In the current issue of Admap, Katie Ewer, strategy director in the Singapore office of design agency jones knowles ritchie (jkr), makes the case for packaging's role in brand-building.
In a fragmented media environment where people's attention spans are shorter than ever, design offers the possibility of being both the medium and the message, she suggests – "the visual glue that promises to hold a brand together".
Already, she notes, "savvy brands [are] investing more heavily in design in order to get noticed in a world with story fatigue".
Heineken, for example, innovates constantly in its packaging and builds brand iconography through design.
And when Coca-Cola launched its Share a Coke campaign, "for the first time in a brand of scale, we had packaging performing the role conventionally reserved for advertising", Ewer says.
While other brands have subsequently copied Coca-Cola's personalisation approach, none have had the same success. That, Ewer argues, is because, unlike Coke, they have failed to marry new technology to a brand idea.
She cites examples of a couple of brands that have done this – Heinz's 'Get Well Soup' campaign, where people were able to gift a can of soup to someone not feeling well, so reinforcing the brand's nurturing position.

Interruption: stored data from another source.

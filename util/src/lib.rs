//! Utility library for the Precision Arm Software

// ---------------------------------------------------------------------------
// MODULES
// ---------------------------------------------------------------------------

pub mod host;
pub mod logger;
pub mod module;
pub mod params;
pub mod session;
pub mod time;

And soft drink Irn Bru's 'Bru's Your Clan?' campaign – created by jkr – cemented the brand's role as an emblem of Scottish nationalism when it featured 52 different clan tartans on its packs.
"The sign of a great 'design campaign' is that it delivers something new, fresh and relevant to the consumer, while speaking to a more timeless brand truth at the same time," Ewer concludes.
"Campaigns that do one without the other simply do not work."